___ Records for the task ___

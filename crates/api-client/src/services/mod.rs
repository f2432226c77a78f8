pub mod archivos;
pub mod catalogos;
pub mod citas;
pub mod deportistas;
pub mod descarga_segura;
pub mod documentos;
pub mod historias;
//! The athlete-facing side of a secure download link.
//!
//! [`SecureDownload`] walks a token through `info`, `verificar` and `descargar`, turning the
//! server's refusals into states a caller can show. It keeps no counter and no clock of its
//! own: attempts left and expiry are whatever the server last reported.

use crate::client::sanitise_filename;
use crate::services::descarga_segura::DescargaSegura;
use crate::{ApiClient, ApiError, ApiResult};
use chrono::{Duration, NaiveDateTime};
use inder_types::Cedula;
use std::path::{Path, PathBuf};

/// Used when the server sends no usable filename.
pub const DEFAULT_FILENAME: &str = "historia_clinica.pdf";

/// Where a download link stands.
#[derive(Debug, Clone, PartialEq, Eq)]
pub enum DownloadState {
    /// `start` has not been called yet.
    Pending,
    /// The link is valid and waiting for a cédula.
    Ready {
        intentos_restantes: Option<u32>,
        /// Naive UTC.
        expira_en: Option<NaiveDateTime>,
    },
    /// Unknown, used or expired link.
    Invalid { mensaje: String },
    /// The cédula matched; the PDF may be fetched.
    Verified,
    /// Too many failed attempts, or the server refused the download.
    Blocked { mensaje: String },
    Downloaded { path: PathBuf },
}

pub struct SecureDownload<'a> {
    api: DescargaSegura<'a>,
    token: String,
    state: DownloadState,
    mensaje: Option<String>,
}

impl<'a> SecureDownload<'a> {
    pub fn new(client: &'a ApiClient, token: impl Into<String>) -> Self {
        Self {
            api: DescargaSegura { client },
            token: token.into().trim().to_string(),
            state: DownloadState::Pending,
            mensaje: None,
        }
    }

    pub fn state(&self) -> &DownloadState {
        &self.state
    }

    /// The last message the server gave, e.g. "Cédula incorrecta. Intentos restantes: 2".
    pub fn mensaje(&self) -> Option<&str> {
        self.mensaje.as_deref()
    }

    /// Asks the server whether the link can still be used.
    ///
    /// # Errors
    ///
    /// Network and decode failures only. An unusable link is `DownloadState::Invalid`.
    pub async fn start(&mut self) -> ApiResult<&DownloadState> {
        if self.token.is_empty() {
            self.invalid("Enlace no válido");
            return Ok(&self.state);
        }

        let info = self.api.info(&self.token).await?;
        if info.valido {
            let expira_en = info
                .expira_en
                .as_deref()
                .and_then(|raw| raw.trim().parse::<NaiveDateTime>().ok());
            self.mensaje = None;
            self.transition(DownloadState::Ready {
                intentos_restantes: info.intentos_restantes,
                expira_en,
            });
        } else {
            let mensaje = info.mensaje.unwrap_or_else(|| "Enlace no válido".into());
            self.invalid(&mensaje);
        }
        Ok(&self.state)
    }

    /// Sends the cédula. A wrong one leaves the flow `Ready` with fewer attempts.
    ///
    /// # Errors
    ///
    /// Returns `ApiError::InvalidInput` for a malformed cédula, without spending an attempt,
    /// or when the link is not `Ready`.
    pub async fn verify(&mut self, cedula: &str) -> ApiResult<&DownloadState> {
        let DownloadState::Ready { expira_en, .. } = self.state else {
            return Err(ApiError::InvalidInput(format!(
                "link is not waiting for verification ({:?})",
                self.state
            )));
        };
        let cedula =
            Cedula::parse(cedula).map_err(|err| ApiError::InvalidInput(err.to_string()))?;

        match self.api.verificar(&self.token, &cedula).await {
            Ok(verificacion) => {
                self.mensaje = verificacion.mensaje;
                self.transition(DownloadState::Verified);
            }
            Err(ApiError::Unauthorized { detail }) => {
                let intentos_restantes = intentos_restantes(&detail);
                self.mensaje = Some(detail);
                self.transition(DownloadState::Ready {
                    intentos_restantes,
                    expira_en,
                });
            }
            Err(err) => self.refused(err)?,
        }
        Ok(&self.state)
    }

    /// Fetches the PDF into `dir` under the server's filename.
    ///
    /// # Errors
    ///
    /// Returns `ApiError::InvalidInput` unless the flow is `Verified`, and `ApiError::Io` if
    /// the file cannot be written.
    pub async fn download(&mut self, dir: &Path) -> ApiResult<&DownloadState> {
        if self.state != DownloadState::Verified {
            return Err(ApiError::InvalidInput(
                "the cédula has not been verified".into(),
            ));
        }

        let download = match self.api.descargar(&self.token).await {
            Ok(download) => download,
            Err(err) => {
                self.refused(err)?;
                return Ok(&self.state);
            }
        };

        let filename = download
            .filename
            .as_deref()
            .and_then(sanitise_filename)
            .unwrap_or_else(|| {
                tracing::warn!("no usable filename in response, using {DEFAULT_FILENAME}");
                DEFAULT_FILENAME.to_string()
            });
        let path = dir.join(filename);
        tokio::fs::write(&path, &download.bytes).await?;
        tracing::info!(path = %path.display(), bytes = download.bytes.len(), "history downloaded");

        self.transition(DownloadState::Downloaded { path });
        Ok(&self.state)
    }

    /// Time left before the link expires, as last reported. Never negative.
    pub fn remaining_time(&self, now: NaiveDateTime) -> Option<Duration> {
        match self.state {
            DownloadState::Ready {
                expira_en: Some(expira_en),
                ..
            } => Some((expira_en - now).max(Duration::zero())),
            _ => None,
        }
    }

    /// Maps the server's refusal statuses to states; anything else is an error.
    fn refused(&mut self, err: ApiError) -> ApiResult<()> {
        match err.status() {
            Some(403) | Some(429) => {
                let mensaje = err.detail().unwrap_or("Enlace bloqueado").to_string();
                self.mensaje = Some(mensaje.clone());
                self.transition(DownloadState::Blocked { mensaje });
                Ok(())
            }
            Some(404) => {
                let mensaje = err.detail().unwrap_or("Enlace no válido").to_string();
                self.invalid(&mensaje);
                Ok(())
            }
            Some(410) => {
                self.invalid("expirado");
                Ok(())
            }
            _ => Err(err),
        }
    }

    fn invalid(&mut self, mensaje: &str) {
        self.mensaje = Some(mensaje.to_string());
        self.transition(DownloadState::Invalid {
            mensaje: mensaje.to_string(),
        });
    }

    fn transition(&mut self, next: DownloadState) {
        tracing::debug!(from = ?self.state, to = ?next, "secure download");
        self.state = next;
    }
}

/// Attempts left, read from "Cédula incorrecta. Intentos restantes: 2".
pub fn intentos_restantes(detail: &str) -> Option<u32> {
    let (_, tail) = detail.rsplit_once(':')?;
    tail.trim().trim_end_matches('.').parse().ok()
}

/// A countdown such as "1h 05m" or "4m 09s".
pub fn format_remaining(remaining: Duration) -> String {
    let secs = remaining.num_seconds().max(0);
    let (h, m, s) = (secs / 3600, (secs % 3600) / 60, secs % 60);
    if h > 0 {
        format!("{h}h {m:02}m")
    } else {
        format!("{m}m {s:02}s")
    }
}

#[cfg(test)]
mod tests {
    use super::*;

    #[test]
    fn test_intentos_restantes() {
        assert_eq!(
            intentos_restantes("Cédula incorrecta. Intentos restantes: 2"),
            Some(2)
        );
        assert_eq!(intentos_restantes("Cédula incorrecta"), None);
    }

    #[test]
    fn test_format_remaining() {
        assert_eq!(format_remaining(Duration::minutes(65)), "1h 05m");
        assert_eq!(format_remaining(Duration::seconds(249)), "4m 09s");
        assert_eq!(format_remaining(Duration::seconds(-5)), "0m 00s");
    }
}
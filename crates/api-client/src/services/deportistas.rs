use crate::client::Download;
use crate::envelope::Page;
use crate::{ApiClient, ApiError, ApiResult};
use inder_core::models::{Deportista, DeportistaCreate, DeportistaUpdate, Vacuna, VacunaCreate};
use inder_files::InspectedFile;
use reqwest::multipart::{Form, Part};
use reqwest::Method;
use uuid::Uuid;

/// Shortest query the search endpoint accepts.
pub const MIN_SEARCH_CHARS: usize = 2;

/// `/deportistas` endpoints.
pub struct Deportistas<'a> {
    pub(crate) client: &'a ApiClient,
}

impl Deportistas<'_> {
    /// One page of athletes.
    ///
    /// The backend returns the full list; it is paginated here.
    pub async fn list(&self, page: usize, page_size: usize) -> ApiResult<Page<Deportista>> {
        let all: Vec<Deportista> = self.client.get("/deportistas").await?;
        Ok(Page::paginate(all, page, page_size))
    }

    pub async fn all(&self) -> ApiResult<Vec<Deportista>> {
        self.client.get("/deportistas").await
    }

    pub async fn get(&self, id: Uuid) -> ApiResult<Deportista> {
        self.client.get(&format!("/deportistas/{id}")).await
    }

    /// Searches by name, surname or document number.
    ///
    /// # Errors
    ///
    /// Returns `ApiError::InvalidInput` for queries shorter than [`MIN_SEARCH_CHARS`]
    /// without calling the server.
    pub async fn search(&self, q: &str) -> ApiResult<Vec<Deportista>> {
        let q = q.trim();
        if q.chars().count() < MIN_SEARCH_CHARS {
            return Err(ApiError::InvalidInput(format!(
                "search needs at least {MIN_SEARCH_CHARS} characters"
            )));
        }
        self.client
            .get_query("/deportistas/search", &[("q", q)])
            .await
    }

    pub async fn create(&self, data: &DeportistaCreate) -> ApiResult<Deportista> {
        self.client.post("/deportistas", data).await
    }

    /// # Errors
    ///
    /// Returns `ApiError::InvalidInput` if `data` changes nothing.
    pub async fn update(&self, id: Uuid, data: &DeportistaUpdate) -> ApiResult<Deportista> {
        if data.is_empty() {
            return Err(ApiError::InvalidInput("nothing to update".into()));
        }
        self.client.put(&format!("/deportistas/{id}"), data).await
    }

    pub async fn delete(&self, id: Uuid) -> ApiResult<()> {
        self.client.delete(&format!("/deportistas/{id}")).await
    }

    pub async fn vacunas(&self, id: Uuid) -> ApiResult<Vec<Vacuna>> {
        self.client.get(&format!("/deportistas/{id}/vacunas")).await
    }

    pub async fn crear_vacuna(&self, id: Uuid, data: &VacunaCreate) -> ApiResult<Vacuna> {
        self.client
            .post(&format!("/deportistas/{id}/vacunas"), data)
            .await
    }

    /// Attaches a certificate file to a vaccination record.
    pub async fn subir_archivo_vacuna(
        &self,
        id: Uuid,
        vacuna_id: Uuid,
        file: &InspectedFile,
    ) -> ApiResult<serde_json::Value> {
        let path = format!("/deportistas/{id}/vacunas/{vacuna_id}/archivo");
        let part = Part::bytes(file.bytes.clone())
            .file_name(file.metadata.nombre.as_str().to_string())
            .mime_str(&file.metadata.tipo)?;
        let form = Form::new().part("file", part);

        let endpoint = format!("POST {path}");
        self.client
            .fetch(&endpoint, self.client.request(Method::POST, &path).multipart(form))
            .await
    }

    pub async fn descargar_archivo_vacuna(&self, id: Uuid, vacuna_id: Uuid) -> ApiResult<Download> {
        let path = format!("/deportistas/{id}/vacunas/{vacuna_id}/archivo");
        let endpoint = format!("GET {path}");
        self.client
            .download(&endpoint, self.client.request(Method::GET, &path))
            .await
    }

    pub async fn eliminar_vacuna(&self, id: Uuid, vacuna_id: Uuid) -> ApiResult<()> {
        self.client
            .delete(&format!("/deportistas/{id}/vacunas/{vacuna_id}"))
            .await
    }
}
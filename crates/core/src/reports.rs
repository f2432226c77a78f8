//! Dashboard figures computed from the athlete and appointment lists.

use crate::constants::SIN_ASIGNAR;
use crate::models::{CatalogoItem, Cita, Deportista};
use chrono::{Datelike, NaiveDateTime};
use serde::Serialize;
use std::collections::HashMap;
use std::fmt::Write as _;
use uuid::Uuid;

pub const MESES: [&str; 12] = [
    "Ene", "Feb", "Mar", "Abr", "May", "Jun", "Jul", "Ago", "Sep", "Oct", "Nov", "Dic",
];

const RULE: &str = "═══════════════════════════════════════════════════════════════════";

#[derive(Debug, Clone, PartialEq, Serialize)]
pub struct ConteoDeporte {
    pub deporte: String,
    pub total: usize,
}

#[derive(Debug, Clone, PartialEq, Serialize)]
pub struct ReportSummary {
    pub total_deportistas: usize,
    pub total_citas: usize,
    pub total_historias: usize,
    pub citas_completadas: usize,
    pub citas_programadas: usize,
    pub citas_canceladas: usize,
    /// Percent, one decimal.
    pub tasa_completitud: f64,
    /// Percent, one decimal.
    pub tasa_cancelacion: f64,
    pub deportistas_por_deporte: Vec<ConteoDeporte>,
    /// `(month label, appointments)` for January to December.
    pub citas_por_mes: Vec<(&'static str, usize)>,
}

#[derive(Clone, Copy, PartialEq, Eq)]
enum EstadoCita {
    Realizada,
    Programada,
    Cancelada,
    Otro,
}

fn classify(nombre: &str) -> EstadoCita {
    let nombre = nombre.to_lowercase();
    if nombre.contains("realizada") {
        EstadoCita::Realizada
    } else if nombre.contains("programada") {
        EstadoCita::Programada
    } else if nombre.contains("cancelada") {
        EstadoCita::Cancelada
    } else {
        EstadoCita::Otro
    }
}

fn percent(part: usize, total: usize) -> f64 {
    if total == 0 {
        return 0.0;
    }
    (part as f64 / total as f64 * 1000.0).round() / 10.0
}

impl ReportSummary {
    /// Builds the summary.
    ///
    /// An appointment's state is taken from its embedded `estado_cita` when present, and
    /// otherwise looked up by id in `estados_cita`.
    pub fn build(deportistas: &[Deportista], citas: &[Cita], estados_cita: &[CatalogoItem]) -> Self {
        let nombres: HashMap<Uuid, &str> = estados_cita
            .iter()
            .map(|item| (item.id, item.nombre.as_str()))
            .collect();

        let mut completadas = 0;
        let mut programadas = 0;
        let mut canceladas = 0;
        let mut por_mes = [0usize; 12];

        for cita in citas {
            let nombre = cita
                .estado_cita
                .as_ref()
                .map(|e| e.nombre.as_str())
                .or_else(|| nombres.get(&cita.estado_cita_id).copied())
                .unwrap_or_default();
            match classify(nombre) {
                EstadoCita::Realizada => completadas += 1,
                EstadoCita::Programada => programadas += 1,
                EstadoCita::Cancelada => canceladas += 1,
                EstadoCita::Otro => {}
            }
            por_mes[cita.fecha.month0() as usize] += 1;
        }

        let mut conteo: HashMap<String, usize> = HashMap::new();
        for deportista in deportistas {
            let deporte = deportista
                .tipo_deporte
                .as_deref()
                .map(str::trim)
                .filter(|d| !d.is_empty())
                .unwrap_or(SIN_ASIGNAR);
            *conteo.entry(deporte.to_string()).or_default() += 1;
        }
        let mut deportistas_por_deporte: Vec<ConteoDeporte> = conteo
            .into_iter()
            .map(|(deporte, total)| ConteoDeporte { deporte, total })
            .collect();
        deportistas_por_deporte
            .sort_by(|a, b| b.total.cmp(&a.total).then_with(|| a.deporte.cmp(&b.deporte)));

        Self {
            total_deportistas: deportistas.len(),
            total_citas: citas.len(),
            total_historias: 0,
            citas_completadas: completadas,
            citas_programadas: programadas,
            citas_canceladas: canceladas,
            tasa_completitud: percent(completadas, citas.len()),
            tasa_cancelacion: percent(canceladas, citas.len()),
            deportistas_por_deporte,
            citas_por_mes: MESES.iter().copied().zip(por_mes).collect(),
        }
    }

    pub fn with_historias(mut self, total: usize) -> Self {
        self.total_historias = total;
        self
    }

    /// Appointments per athlete, two decimals in the text report.
    pub fn ratio_citas(&self) -> f64 {
        self.total_citas as f64 / self.total_deportistas.max(1) as f64
    }

    /// Plain-text export of the summary.
    pub fn render_text(&self, generado: NaiveDateTime) -> String {
        let mut out = String::new();
        let _ = writeln!(out, "REPORTE DE ESTADÍSTICAS - INDER");
        let _ = writeln!(out);
        let _ = writeln!(out, "Fecha de generación: {}", generado.format("%d/%m/%Y"));
        let _ = writeln!(out, "Hora: {}", generado.format("%H:%M:%S"));
        let _ = writeln!(out);

        section(&mut out, "RESUMEN EJECUTIVO");
        row(&mut out, "Total de Deportistas:", self.total_deportistas.to_string());
        row(&mut out, "Total de Citas:", self.total_citas.to_string());
        row(&mut out, "Total de Historias Clínicas:", self.total_historias.to_string());
        let _ = writeln!(out);

        section(&mut out, "ESTADO DE CITAS");
        row(
            &mut out,
            "Citas Completadas:",
            format!("{}  ({}%)", self.citas_completadas, self.tasa_completitud),
        );
        row(&mut out, "Citas Programadas:", self.citas_programadas.to_string());
        row(
            &mut out,
            "Citas Canceladas:",
            format!("{}  ({}%)", self.citas_canceladas, self.tasa_cancelacion),
        );
        let _ = writeln!(out);

        section(&mut out, "INDICADORES CLAVE");
        row(&mut out, "Tasa de Completitud:", format!("{}%", self.tasa_completitud));
        row(&mut out, "Tasa de Cancelación:", format!("{}%", self.tasa_cancelacion));
        row(&mut out, "Ratio Deportistas/Citas:", format!("{:.2}", self.ratio_citas()));
        let _ = writeln!(out);

        if !self.deportistas_por_deporte.is_empty() {
            section(&mut out, "DEPORTISTAS POR DEPORTE");
            for conteo in &self.deportistas_por_deporte {
                row(&mut out, &format!("{}:", conteo.deporte), conteo.total.to_string());
            }
            let _ = writeln!(out);
        }

        section(&mut out, "CITAS POR MES");
        for (mes, total) in &self.citas_por_mes {
            row(&mut out, &format!("{mes}:"), total.to_string());
        }
        let _ = writeln!(out, "{RULE}");
        out
    }
}

fn section(out: &mut String, title: &str) {
    let _ = writeln!(out, "{RULE}\n{title}\n{RULE}\n");
}

fn row(out: &mut String, label: &str, value: String) {
    let _ = writeln!(out, "{label:<32}{value}");
}
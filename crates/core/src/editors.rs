//! Coded list editors for the history draft.
//!
//! Each list in the draft (antecedents, complementary tests, diagnoses, referrals) is edited
//! by building a draft entry and resolving it against the code tables. A draft whose code
//! does not resolve is rejected and the list is left as it was.

use crate::constants::{ESPECIALISTAS, FAMILIARES};
use crate::historia::{
    AntecedenteFamiliar, AntecedentePersonal, AyudaDiagnostica, Diagnostico,
    HistoriaClinicaData, Prioridad, Remision,
};
use chrono::NaiveDate;
use inder_codes::CodeTables;
use inder_files::AttachmentMetadata;

#[derive(Debug, Clone, PartialEq, Eq, thiserror::Error)]
pub enum EntryError {
    #[error("{0}")]
    Required(&'static str),
    #[error("Primero busque el código {tabla} para verificar ({code} no encontrado)")]
    UnresolvedCode { tabla: &'static str, code: String },
    #[error("{value:?} no es una opción válida para {campo}")]
    InvalidOption { campo: &'static str, value: String },
    #[error("no entry at index {index} (list has {len})")]
    IndexOutOfRange { index: usize, len: usize },
}

/// An item stored in one of the draft's lists.
pub trait ListEntry: Sized {
    fn list(data: &HistoriaClinicaData) -> &[Self];
    fn list_mut(data: &mut HistoriaClinicaData) -> &mut Vec<Self>;
}

/// User input for a new list item, checked against the code tables.
pub trait EntryDraft {
    type Entry: ListEntry;

    /// # Errors
    ///
    /// Returns `EntryError` when a required value is missing or a code does not resolve.
    fn resolve(self, codes: &CodeTables) -> Result<Self::Entry, EntryError>;
}

/// Resolves `draft` and appends it to its list.
pub fn add<D: EntryDraft>(
    data: &mut HistoriaClinicaData,
    draft: D,
    codes: &CodeTables,
) -> Result<usize, EntryError> {
    let entry = draft.resolve(codes)?;
    let list = D::Entry::list_mut(data);
    list.push(entry);
    Ok(list.len() - 1)
}

/// Removes the item at `index`, keeping the order of the rest.
pub fn remove<E: ListEntry>(data: &mut HistoriaClinicaData, index: usize) -> Result<E, EntryError> {
    let list = E::list_mut(data);
    if index >= list.len() {
        return Err(EntryError::IndexOutOfRange {
            index,
            len: list.len(),
        });
    }
    Ok(list.remove(index))
}

impl ListEntry for AntecedentePersonal {
    fn list(data: &HistoriaClinicaData) -> &[Self] {
        &data.antecedentes_personales
    }
    fn list_mut(data: &mut HistoriaClinicaData) -> &mut Vec<Self> {
        &mut data.antecedentes_personales
    }
}

impl ListEntry for AntecedenteFamiliar {
    fn list(data: &HistoriaClinicaData) -> &[Self] {
        &data.antecedentes_familiares
    }
    fn list_mut(data: &mut HistoriaClinicaData) -> &mut Vec<Self> {
        &mut data.antecedentes_familiares
    }
}

impl ListEntry for AyudaDiagnostica {
    fn list(data: &HistoriaClinicaData) -> &[Self] {
        &data.ayudas_diagnosticas
    }
    fn list_mut(data: &mut HistoriaClinicaData) -> &mut Vec<Self> {
        &mut data.ayudas_diagnosticas
    }
}

impl ListEntry for Diagnostico {
    fn list(data: &HistoriaClinicaData) -> &[Self] {
        &data.diagnosticos
    }
    fn list_mut(data: &mut HistoriaClinicaData) -> &mut Vec<Self> {
        &mut data.diagnosticos
    }
}

impl ListEntry for Remision {
    fn list(data: &HistoriaClinicaData) -> &[Self] {
        &data.plan.remisiones_especialistas
    }
    fn list_mut(data: &mut HistoriaClinicaData) -> &mut Vec<Self> {
        &mut data.plan.remisiones_especialistas
    }
}

fn resolve_cie11(codes: &CodeTables, raw: &str) -> Result<(String, String), EntryError> {
    let code = raw.trim().to_uppercase();
    if code.is_empty() {
        return Err(EntryError::Required("Ingrese un código CIE-11"));
    }
    match codes.cie11().lookup(&code) {
        Some(name) => Ok((code, name.to_string())),
        None => Err(EntryError::UnresolvedCode {
            tabla: "CIE-11",
            code,
        }),
    }
}

fn pick_option(campo: &'static str, options: &[&str], value: &str) -> Result<String, EntryError> {
    let wanted = value.trim();
    options
        .iter()
        .find(|option| option.to_lowercase() == wanted.to_lowercase())
        .map(|option| (*option).to_string())
        .ok_or_else(|| EntryError::InvalidOption {
            campo,
            value: wanted.to_string(),
        })
}

#[derive(Debug, Clone, Default)]
pub struct AntecedentePersonalDraft {
    pub codigo: String,
    pub observaciones: String,
}

impl EntryDraft for AntecedentePersonalDraft {
    type Entry = AntecedentePersonal;

    fn resolve(self, codes: &CodeTables) -> Result<Self::Entry, EntryError> {
        let (codigo_cie11, nombre_enfermedad) = resolve_cie11(codes, &self.codigo)?;
        Ok(AntecedentePersonal {
            codigo_cie11,
            nombre_enfermedad,
            observaciones: self.observaciones.trim().to_string(),
        })
    }
}

#[derive(Debug, Clone, Default)]
pub struct AntecedenteFamiliarDraft {
    pub codigo: String,
    pub familiar: String,
    pub observaciones: String,
}

impl EntryDraft for AntecedenteFamiliarDraft {
    type Entry = AntecedenteFamiliar;

    fn resolve(self, codes: &CodeTables) -> Result<Self::Entry, EntryError> {
        let (codigo_cie11, nombre_enfermedad) = resolve_cie11(codes, &self.codigo)?;
        if self.familiar.trim().is_empty() {
            return Err(EntryError::Required("Seleccione el familiar afectado"));
        }
        let familiar = pick_option("familiar", FAMILIARES, &self.familiar)?;
        Ok(AntecedenteFamiliar {
            codigo_cie11,
            nombre_enfermedad,
            familiar,
            observaciones: self.observaciones.trim().to_string(),
        })
    }
}

#[derive(Debug, Clone, Default)]
pub struct DiagnosticoDraft {
    pub codigo: String,
    pub observaciones: String,
}

impl EntryDraft for DiagnosticoDraft {
    type Entry = Diagnostico;

    fn resolve(self, codes: &CodeTables) -> Result<Self::Entry, EntryError> {
        let (codigo, nombre) = resolve_cie11(codes, &self.codigo)?;
        Ok(Diagnostico {
            codigo,
            nombre,
            observaciones: self.observaciones.trim().to_string(),
        })
    }
}

/// A complementary test. Name and category come from the CUPS table.
#[derive(Debug, Clone, Default)]
pub struct AyudaDiagnosticaDraft {
    pub codigo_cups: String,
    pub resultado: String,
    pub archivos: Vec<AttachmentMetadata>,
}

impl EntryDraft for AyudaDiagnosticaDraft {
    type Entry = AyudaDiagnostica;

    fn resolve(self, codes: &CodeTables) -> Result<Self::Entry, EntryError> {
        if self.codigo_cups.trim().is_empty() {
            return Err(EntryError::Required("Ingrese un código CUPS"));
        }
        let entry = codes
            .cups()
            .lookup(&self.codigo_cups)
            .ok_or_else(|| EntryError::UnresolvedCode {
                tabla: "CUPS",
                code: self.codigo_cups.trim().to_string(),
            })?;

        Ok(AyudaDiagnostica {
            categoria: entry.category.clone(),
            nombre_prueba: entry.name.clone(),
            codigo_cups: entry.code.clone(),
            resultado: self.resultado.trim().to_string(),
            archivos_adjuntos: self.archivos,
        })
    }
}

/// Interconsultation (normal priority) or referral (urgent).
#[derive(Debug, Clone)]
pub struct RemisionDraft {
    pub especialista: String,
    pub motivo: String,
    pub prioridad: Prioridad,
    /// Defaults to today when `None`.
    pub fecha: Option<NaiveDate>,
}

impl RemisionDraft {
    pub fn interconsulta(especialista: impl Into<String>, motivo: impl Into<String>) -> Self {
        Self {
            especialista: especialista.into(),
            motivo: motivo.into(),
            prioridad: Prioridad::Normal,
            fecha: None,
        }
    }

    pub fn remision(especialista: impl Into<String>, motivo: impl Into<String>) -> Self {
        Self {
            prioridad: Prioridad::Urgente,
            ..Self::interconsulta(especialista, motivo)
        }
    }

    pub fn with_fecha(mut self, fecha: NaiveDate) -> Self {
        self.fecha = Some(fecha);
        self
    }
}

impl EntryDraft for RemisionDraft {
    type Entry = Remision;

    fn resolve(self, _codes: &CodeTables) -> Result<Self::Entry, EntryError> {
        if self.especialista.trim().is_empty() || self.motivo.trim().is_empty() {
            return Err(EntryError::Required(
                "Complete todos los campos de interconsulta/remisión",
            ));
        }
        Ok(Remision {
            especialista: pick_option("especialista", ESPECIALISTAS, &self.especialista)?,
            motivo: self.motivo.trim().to_string(),
            prioridad: self.prioridad,
            fecha_remision: self
                .fecha
                .unwrap_or_else(|| chrono::Local::now().date_naive()),
        })
    }
}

___

## Work instructions
When a line in the records holds the string "without", copy that line.

## Completed exercise
    /// Returns `ApiError::InvalidInput` for a malformed cédula, without spending an attempt,
    /// without calling the server.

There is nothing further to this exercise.